>>>

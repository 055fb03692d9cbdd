// Copyright (C) 2025 SyncMyOrders Sp. z o.o.
// SPDX-License-Identifier: AGPL-3.0-or-later
//! Fabrics, their zones and endpoints.
//!
//! Zone membership is changed by editing [`Zone::links`] and committing: the
//! PATCH carries the complete new `Links.Endpoints` array.

use redfish_core::{Batch, Entity, Link, Links, Resource, Result, fetch_collection};
use serde::{Deserialize, Serialize};

use crate::common::{Status, required};

#[derive(Debug, Clone, Serialize, Deserialize)]
pub struct Fabric {
    #[serde(flatten)]
    pub entity: Entity,
    /// `PCIe`, `NVMeOverFabrics`, `Ethernet`, ...
    #[serde(rename = "FabricType", default, skip_serializing_if = "Option::is_none")]
    pub fabric_type: Option<String>,
    #[serde(rename = "MaxZones", default, skip_serializing_if = "Option::is_none")]
    pub max_zones: Option<u32>,
    #[serde(rename = "Status", default)]
    pub status: Status,
    #[serde(rename = "Zones", default, skip_serializing_if = "Link::is_empty")]
    pub zones: Link,
    #[serde(rename = "Endpoints", default, skip_serializing_if = "Link::is_empty")]
    pub endpoints: Link,
}
redfish_core::resource!(Fabric);

impl Fabric {
    pub async fn zones(&self) -> Result<Batch<Zone>> {
        let uri = required(&self.zones, "Zones", self.odata_id())?;
        fetch_collection(self.client()?, uri).await
    }

    pub async fn endpoints(&self) -> Result<Batch<Endpoint>> {
        let uri = required(&self.endpoints, "Endpoints", self.odata_id())?;
        fetch_collection(self.client()?, uri).await
    }
}

#[derive(Debug, Clone, Default, PartialEq, Serialize, Deserialize)]
pub struct ZoneLinks {
    #[serde(rename = "Endpoints", default)]
    pub endpoints: Links,
    #[serde(rename = "InvolvedSwitches", default)]
    pub involved_switches: Links,
}

#[derive(Debug, Clone, Serialize, Deserialize)]
pub struct Zone {
    #[serde(flatten)]
    pub entity: Entity,
    /// `ZoneOfEndpoints`, `ZoneOfZones`, `ZoneOfResourceBlocks`, ...
    #[serde(rename = "ZoneType", default, skip_serializing_if = "Option::is_none")]
    pub zone_type: Option<String>,
    #[serde(rename = "Status", default)]
    pub status: Status,
    #[serde(rename = "Links", default)]
    pub links: ZoneLinks,
}
redfish_core::resource!(Zone, ["Links.Endpoints"]);

impl Zone {
    pub async fn endpoints(&self) -> Result<Batch<Endpoint>> {
        self.links.endpoints.fetch(self.client()?).await
    }

    /// Add an endpoint to the zone. Takes effect on [`redfish_core::commit`].
    pub fn add_endpoint(&mut self, uri: impl Into<String>) {
        let uri = uri.into();
        if !self.links.endpoints.contains(&uri) {
            self.links.endpoints.push(uri);
        }
    }

    /// Remove an endpoint from the zone. Takes effect on [`redfish_core::commit`].
    pub fn remove_endpoint(&mut self, uri: &str) {
        self.links.endpoints = self
            .links
            .endpoints
            .iter()
            .filter(|u| *u != uri)
            .collect();
    }
}

/// An entity reachable through an endpoint.
#[derive(Debug, Clone, Default, PartialEq, Serialize, Deserialize)]
pub struct ConnectedEntity {
    /// `Drive`, `StorageInitiator`, `Processor`, ...
    #[serde(rename = "EntityType", default, skip_serializing_if = "Option::is_none")]
    pub entity_type: Option<String>,
    /// `Initiator`, `Target` or `Both`.
    #[serde(rename = "EntityRole", default, skip_serializing_if = "Option::is_none")]
    pub entity_role: Option<String>,
    #[serde(rename = "EntityLink", default, skip_serializing_if = "Link::is_empty")]
    pub entity_link: Link,
}

#[derive(Debug, Clone, Serialize, Deserialize)]
pub struct Endpoint {
    #[serde(flatten)]
    pub entity: Entity,
    #[serde(rename = "EndpointProtocol", default, skip_serializing_if = "Option::is_none")]
    pub endpoint_protocol: Option<String>,
    #[serde(rename = "ConnectedEntities", default, skip_serializing_if = "Vec::is_empty")]
    pub connected_entities: Vec<ConnectedEntity>,
    #[serde(rename = "Status", default)]
    pub status: Status,
}
redfish_core::resource!(Endpoint);

impl Endpoint {
    /// URIs of the connected entities, in server order.
    pub fn connected_links(&self) -> Links {
        self.connected_entities
            .iter()
            .filter_map(|e| e.entity_link.uri())
            .collect()
    }
}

<<<

* WHAT IS REQUIRED *
The full material has to be written out again exactly as shown.

* EXERCISE OUTPUT *
repository 055fb03692d9cbdd
// Copyright (C) 2025 SyncMyOrders Sp. z o.o.
// SPDX-License-Identifier: AGPL-3.0-or-later
//! Fabrics, their zones and endpoints.
//!
//! Zone membership is changed by editing [`Zone::links`] and committing: the
//! PATCH carries the complete new `Links.Endpoints` array.

use redfish_core::{Batch, Entity, Link, Links, Resource, Result, fetch_collection};
use serde::{Deserialize, Serialize};

use crate::common::{Status, required};

#[derive(Debug, Clone, Serialize, Deserialize)]
pub struct Fabric {
    #[serde(flatten)]
    pub entity: Entity,
    /// `PCIe`, `NVMeOverFabrics`, `Ethernet`, ...
    #[serde(rename = "FabricType", default, skip_serializing_if = "Option::is_none")]
    pub fabric_type: Option<String>,
    #[serde(rename = "MaxZones", default, skip_serializing_if = "Option::is_none")]
    pub max_zones: Option<u32>,
    #[serde(rename = "Status", default)]
    pub status: Status,
    #[serde(rename = "Zones", default, skip_serializing_if = "Link::is_empty")]
    pub zones: Link,
    #[serde(rename = "Endpoints", default, skip_serializing_if = "Link::is_empty")]
    pub endpoints: Link,
}
redfish_core::resource!(Fabric);

impl Fabric {
    pub async fn zones(&self) -> Result<Batch<Zone>> {
        let uri = required(&self.zones, "Zones", self.odata_id())?;
        fetch_collection(self.client()?, uri).await
    }

    pub async fn endpoints(&self) -> Result<Batch<Endpoint>> {
        let uri = required(&self.endpoints, "Endpoints", self.odata_id())?;
        fetch_collection(self.client()?, uri).await
    }
}

#[derive(Debug, Clone, Default, PartialEq, Serialize, Deserialize)]
pub struct ZoneLinks {
    #[serde(rename = "Endpoints", default)]
    pub endpoints: Links,
    #[serde(rename = "InvolvedSwitches", default)]
    pub involved_switches: Links,
}

#[derive(Debug, Clone, Serialize, Deserialize)]
pub struct Zone {
    #[serde(flatten)]
    pub entity: Entity,
    /// `ZoneOfEndpoints`, `ZoneOfZones`, `ZoneOfResourceBlocks`, ...
    #[serde(rename = "ZoneType", default, skip_serializing_if = "Option::is_none")]
    pub zone_type: Option<String>,
    #[serde(rename = "Status", default)]
    pub status: Status,
    #[serde(rename = "Links", default)]
    pub links: ZoneLinks,
}
redfish_core::resource!(Zone, ["Links.Endpoints"]);

impl Zone {
    pub async fn endpoints(&self) -> Result<Batch<Endpoint>> {
        self.links.endpoints.fetch(self.client()?).await
    }

    /// Add an endpoint to the zone. Takes effect on [`redfish_core::commit`].
    pub fn add_endpoint(&mut self, uri: impl Into<String>) {
        let uri = uri.into();
        if !self.links.endpoints.contains(&uri) {
            self.links.endpoints.push(uri);
        }
    }

    /// Remove an endpoint from the zone. Takes effect on [`redfish_core::commit`].
    pub fn remove_endpoint(&mut self, uri: &str) {
        self.links.endpoints = self
            .links
            .endpoints
            .iter()
            .filter(|u| *u != uri)
            .collect();
    }
}

/// An entity reachable through an endpoint.
#[derive(Debug, Clone, Default, PartialEq, Serialize, Deserialize)]
pub struct ConnectedEntity {
    /// `Drive`, `StorageInitiator`, `Processor`, ...
    #[serde(rename = "EntityType", default, skip_serializing_if = "Option::is_none")]
    pub entity_type: Option<String>,
    /// `Initiator`, `Target` or `Both`.
    #[serde(rename = "EntityRole", default, skip_serializing_if = "Option::is_none")]
    pub entity_role: Option<String>,
    #[serde(rename = "EntityLink", default, skip_serializing_if = "Link::is_empty")]
    pub entity_link: Link,
}

#[derive(Debug, Clone, Serialize, Deserialize)]
pub struct Endpoint {
    #[serde(flatten)]
    pub entity: Entity,
    #[serde(rename = "EndpointProtocol", default, skip_serializing_if = "Option::is_none")]
    pub endpoint_protocol: Option<String>,
    #[serde(rename = "ConnectedEntities", default, skip_serializing_if = "Vec::is_empty")]
    pub connected_entities: Vec<ConnectedEntity>,
    #[serde(rename = "Status", default)]
    pub status: Status,
}
redfish_core::resource!(Endpoint);

impl Endpoint {
    /// URIs of the connected entities, in server order.
    pub fn connected_links(&self) -> Links {
        self.connected_entities
            .iter()
            .filter_map(|e| e.entity_link.uri())
            .collect()
    }
}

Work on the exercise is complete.